Not only are there several centuries of tubes, pipes and cables under the pavement, but the city grants approximately 100,000 requests for permits to cut streets or sidewalks for utility maintenance each year. Instead of having utility representatives mark each site, 3D Underground would allow project planners to work more independently. Emergency response teams could also take advantage of the resource. Firefighters, for example, could see where gas lines enter the building in 3D Underground and avoid parking their trucks above the safety hazard.
Users of the new platform will be able to view integrated maps for a single city location at a time. The data itself will not be stored in a perpetual map of the entire city; security and business concerns ruled out the idea of a merged database early on, said Laefer, who led the pilot projects and workshops that led to 3D Underground. A combined system would also have become the responsibility of maintaining the city.
Instead, each company or agency with underground assets will create and store its own maps.
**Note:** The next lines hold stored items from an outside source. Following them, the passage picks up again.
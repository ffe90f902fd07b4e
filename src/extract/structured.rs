use std::sync::LazyLock;

use scraper::{Html, Selector};
use serde_json::{Map, Value};
use tracing::debug;

static LD_JSON: LazyLock<Selector> =
    LazyLock::new(|| Selector::parse(r#"script[type="application/ld+json"]"#).unwrap());

/// Scan every linked-data block for a JobPosting payload.
///
/// Blocks that fail to parse are skipped. A block qualifies when its `@type`
/// is exactly `"JobPosting"`; the last qualifying block wins.
pub fn find_job_posting(doc: &Html) -> Option<Map<String, Value>> {
    let mut posting = None;

    for script in doc.select(&LD_JSON) {
        let raw = script.text().collect::<String>();
        let parsed: Value = match serde_json::from_str(&raw) {
            Ok(value) => value,
            Err(e) => {
                debug!(error = %e, "skipping malformed linked-data block");
                continue;
            }
        };
        if let Value::Object(map) = parsed {
            if map.get("@type").and_then(Value::as_str) == Some("JobPosting") {
                posting = Some(map);
            }
        }
    }

    posting
}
A filter provided by 3D Underground will integrate the inputs into a usable interface in a couple of hours if not minutes. Before the project was underway, mapping software options were so wide-ranging, linking two sources into a compatible visual could take weeks, Laefer said.
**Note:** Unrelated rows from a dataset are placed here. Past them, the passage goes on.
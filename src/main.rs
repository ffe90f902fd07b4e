mod catalog;
mod engine;
mod extract;
mod record;
mod settings;
mod sites;
mod watch;

use std::sync::Arc;
use std::time::{Duration, Instant};

use anyhow::Result;
use clap::{Parser, Subcommand};
use tokio::io::AsyncBufReadExt;
use tokio::sync::mpsc;

use catalog::CatalogClient;
use engine::Engine;
use settings::Settings;
use sites::SiteConfig;
use watch::{WatchEvent, Watcher};

#[derive(Parser)]
#[command(name = "job_harvest", about = "Job posting extraction + catalog reconciliation")]
struct Cli {
    #[command(subcommand)]
    command: Commands,
}

#[derive(Subcommand)]
enum Commands {
    /// Extract one page and print the reconciled record as JSON
    Extract {
        url: String,
        /// Read markup from a file instead of fetching the URL
        #[arg(long)]
        html_file: Option<String>,
        /// Skip the catalog existence check
        #[arg(long)]
        no_check: bool,
    },
    /// Run passes over a file of URLs (one per line), printing JSON Lines
    Batch {
        file: String,
        /// Max URLs to process (default: all)
        #[arg(short = 'n', long)]
        limit: Option<usize>,
    },
    /// Seed a pass for URL, then follow navigation events from stdin
    /// (one URL per line; a blank line forces an immediate re-extract)
    Watch { url: String },
}

#[tokio::main]
async fn main() -> Result<()> {
    tracing_subscriber::fmt()
        .with_env_filter(
            tracing_subscriber::EnvFilter::try_from_default_env()
                .unwrap_or_else(|_| "info".into()),
        )
        .init();

    let t0 = Instant::now();
    let cli = Cli::parse();

    let settings = Settings::load()?;
    let sites = match settings.sites_path.as_deref() {
        Some(path) => SiteConfig::load(path)?,
        None => SiteConfig::bundled()?,
    };
    let engine = Arc::new(Engine::new(sites, CatalogClient::new(&settings.catalog_url)));

    match cli.command {
        Commands::Extract {
            url,
            html_file,
            no_check,
        } => {
            let html = match html_file {
                Some(path) => std::fs::read_to_string(path)?,
                None => engine.fetch_page(&url).await?,
            };
            if no_check {
                match engine.assemble(&url, &html) {
                    Some(record) => println!("{}", serde_json::to_string_pretty(&record)?),
                    None => eprintln!("No job data found at {url}"),
                }
            } else {
                match engine.reconcile_markup(&url, &html).await {
                    Some(record) => println!("{}", serde_json::to_string_pretty(&record)?),
                    None => eprintln!("No job data found at {url}"),
                }
            }
        }
        Commands::Batch { file, limit } => {
            let mut urls: Vec<String> = std::fs::read_to_string(&file)?
                .lines()
                .map(str::trim)
                .filter(|line| !line.is_empty() && !line.starts_with('#'))
                .map(String::from)
                .collect();
            if let Some(n) = limit {
                urls.truncate(n);
            }
            if urls.is_empty() {
                eprintln!("No URLs in {file}.");
                return Ok(());
            }

            eprintln!("Checking {} URLs...", urls.len());
            let (tx, mut rx) = mpsc::channel(16);
            let stats = tokio::spawn(engine::run_batch_streaming(Arc::clone(&engine), urls, tx));
            while let Some(record) = rx.recv().await {
                println!("{}", serde_json::to_string(&record)?);
            }
            let stats = stats.await??;
            eprintln!(
                "Done: {} checked ({} records, {} empty, {} errors).",
                stats.total, stats.ok, stats.empty, stats.errors
            );
        }
        Commands::Watch { url } => {
            let (events_tx, events_rx) = mpsc::channel(16);
            let (records_tx, mut records_rx) = mpsc::channel(16);
            let watcher = Watcher::new(Duration::from_millis(settings.settle_ms));

            tokio::spawn(watch::run(
                watcher,
                url,
                events_rx,
                Arc::clone(&engine),
                records_tx,
            ));

            // stdin is the navigation backend: each line is the current
            // location, a blank line is the host's extract-now signal.
            tokio::spawn(async move {
                let mut lines = tokio::io::BufReader::new(tokio::io::stdin()).lines();
                while let Ok(Some(line)) = lines.next_line().await {
                    let line = line.trim().to_string();
                    let event = if line.is_empty() {
                        WatchEvent::Extract
                    } else {
                        WatchEvent::Navigated(line)
                    };
                    if events_tx.send(event).await.is_err() {
                        break;
                    }
                }
            });

            while let Some(record) = records_rx.recv().await {
                println!("{}", serde_json::to_string(&record)?);
            }
        }
    }

    let elapsed = t0.elapsed();
    if elapsed.as_secs() >= 1 {
        eprintln!("\nDone in {:.1}s", elapsed.as_secs_f64());
    }

    Ok(())
}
There could be opportunities to hire teams, live or not, that have yet to be mapped.
“The city has not yet finalized its procurement plans, although it may issue a request for information to better understand options for deploying ground scanning technologies,” a city spokesman said.
Radar, electromagnetic induction and other technologies can only pick up so much — concrete and pavement might interfere, or plastic might go unnoticed, Laefer said.
Some work is likely to require reverse engineering where infrastructure is located based on historical records or above-ground remains.
Assembly of one aspect of 3D Underground, city-wide soil modeling, will be led by George Deodatis, professor of earth and environmental engineering at Columbia University. The resulting data layer could become an OpenData resource, Laefer said, such as catchment and hydrant city maps.
The $10 million for 3D Underground came from the US Urban and Housing Community Development Block Grant for disaster recovery after Hurricane Ida. Much of the work Laefer and his team did before the program was funded by a $1.2 million National Science Foundation grant called the Civic Innovation Challenge, which aimed to bring researchers and public agencies together to solve civic problems.